Argentina processa Uruguai na Corte Internacional de Haia

A Argentina vai denunciar o Uruguai na Corte Internacional de Haia por causa da instalação das fábricas de celulose (matéria prima do papel) às margens do rio Uruguai, que divide os dois países. O processo deve dar entrada no dia 4 de maio, segundo informações do Ministério de Relações Exteriores da Argentina. No dia anterior, está marcada uma grande manifestação convocada pelo presidente Néstor Kirchner e pelos governadores, em Gualeguaychú, em defesa do meio ambiente. Fontes da chancelaria revelaram que a denúncia "vai combinar duas linhas de argumentos". A primeira alega que o governo do Uruguai violou o Estatuto do Rio Uruguai ao autorizar a instalação das fábricas na cidade de Fray Bentos. O segundo argumento se baseará em princípios dos direitos humanos. "A saúde das pessoas e os recursos para a vida e o meio ambiente são bens que os Estados têm obrigação de proteger e, para tal, é preciso paralisar a construção das fábricas", disse uma das fontes.
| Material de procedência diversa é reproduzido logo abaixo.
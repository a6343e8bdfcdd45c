//! One-shot template generation.
//!
//! A run builds the namespace, reads the template, renders it, and writes
//! the result. Failures split into two tiers:
//!
//! - configuration, template-read, and output-write failures are returned
//!   as [`RenderError`] and end the run;
//! - template compile and render failures are returned as
//!   [`RenderOutcome::Failed`] with a printable trace. The output file is
//!   only opened after rendering succeeds, so it is left untouched.

use std::path::{Path, PathBuf};

use parameterize_hwconfig::HwConfig;

use crate::engine::{error_trace, TemplateEngine};
use crate::error::{RenderError, Result};
use crate::namespace::{generation_date, Namespace, TOOL_NAME};
use crate::spec::TemplateSpec;

/// A template spec resolved against a base directory.
#[derive(Debug, Clone, PartialEq, Eq)]
pub struct TemplateJob {
    /// Path of the template source.
    pub template: PathBuf,
    /// Path the rendered text is written to.
    pub output: PathBuf,
}

impl TemplateJob {
    /// Resolve `spec`. Only the template is relative to `base_dir`; the
    /// output path is used as given.
    pub fn resolve(base_dir: &Path, spec: &TemplateSpec) -> Self {
        Self {
            template: base_dir.join(&spec.template),
            output: spec.output.clone(),
        }
    }

    fn template_name(&self) -> String {
        self.template
            .file_name()
            .map(|n| n.to_string_lossy().into_owned())
            .unwrap_or_else(|| self.template.display().to_string())
    }
}

/// How a template job ended when nothing fatal happened.
#[derive(Debug, Clone, PartialEq, Eq)]
pub enum RenderOutcome {
    /// The output file was written.
    Written { path: PathBuf, bytes: usize },
    /// The template failed to compile or render.
    Failed { trace: String },
}

impl RenderOutcome {
    /// Whether the output file was written.
    pub fn is_written(&self) -> bool {
        matches!(self, RenderOutcome::Written { .. })
    }
}

/// Renders templates against hardware configurations.
pub struct Generator {
    base_dir: PathBuf,
    tool_name: String,
    engine: TemplateEngine,
}

impl Generator {
    /// A generator reading templates from `base_dir`.
    pub fn new(base_dir: impl Into<PathBuf>) -> Self {
        Self {
            base_dir: base_dir.into(),
            tool_name: TOOL_NAME.to_string(),
            engine: TemplateEngine::new(),
        }
    }

    /// Override the `toolName` reported to templates.
    pub fn with_tool_name(mut self, tool_name: impl Into<String>) -> Self {
        self.tool_name = tool_name.into();
        self
    }

    /// Build the namespace for `config`, stamped with the current time.
    pub fn namespace(&self, config: &HwConfig) -> Result<Namespace> {
        Namespace::build(config, &self.tool_name, generation_date())
    }

    /// Render `spec` against `config`.
    pub fn run(&mut self, config: &HwConfig, spec: &TemplateSpec) -> Result<RenderOutcome> {
        let namespace = self.namespace(config)?;
        let job = TemplateJob::resolve(&self.base_dir, spec);
        self.render_job(&job, &namespace)
    }

    /// Render one resolved job against a prepared namespace.
    pub fn render_job(
        &mut self,
        job: &TemplateJob,
        namespace: &Namespace,
    ) -> Result<RenderOutcome> {
        let source =
            std::fs::read_to_string(&job.template).map_err(|source| RenderError::ReadTemplate {
                path: job.template.clone(),
                source,
            })?;
        log::debug!(
            "rendering {} ({} names in scope)",
            job.template.display(),
            namespace.len()
        );

        let rendered = match self.engine.render(&job.template_name(), &source, namespace) {
            Ok(text) => text,
            Err(err) => {
                log::debug!("render of {} failed", job.template.display());
                return Ok(RenderOutcome::Failed {
                    trace: error_trace(&err),
                });
            }
        };

        std::fs::write(&job.output, &rendered).map_err(|source| RenderError::WriteOutput {
            path: job.output.clone(),
            source,
        })?;
        log::info!("wrote {} ({} bytes)", job.output.display(), rendered.len());

        Ok(RenderOutcome::Written {
            path: job.output.clone(),
            bytes: rendered.len(),
        })
    }
}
A representação argentina dirá que a controvérsia "começou quando o Uruguai autorizou unilateralmente a construção das duas plantas projetadas e um terminal portuário destinado em forma exclusiva à uma delas, descumprindo o mecanismo de consulta e informação prévias regulamentado no tratado bilateral entre ambos países, o Estatuto do Rio Uruguai, de 1975". O governo argentino afirma que o rio e o ecossistema correm risco com as fábricas. O governo argentino dirá ainda que as fábricas "prevêem produzir um milhão e meio de toneladas de celulose por ano, o que constitui um dos maiores complexos do mundo com um impacto ambiental acumulativo para Gualeguaychú", a cidade argentina que fica em frente à uruguaia Fray Bentos. A Corte Internacional de Haia é o principal órgão judiciário das Nações Unidas e foi criada em substituição à Corte Permanente de Justiça Internacional, inaugurada em 1922, com a função de solucionar controvérsias legais submetidas por Estados e de emitir pareceres consultivos sobre questões legais do interesse de organismos e agências internacionais. Ela é composta por quinze juízes, de diferentes nacionalidades, eleitos por nove anos pela Assembléia Geral e pelo Conselho de Segurança da ONU. Os membros da corte são magistrados independentes e não representam oficialmente os países de sua nacionalidade.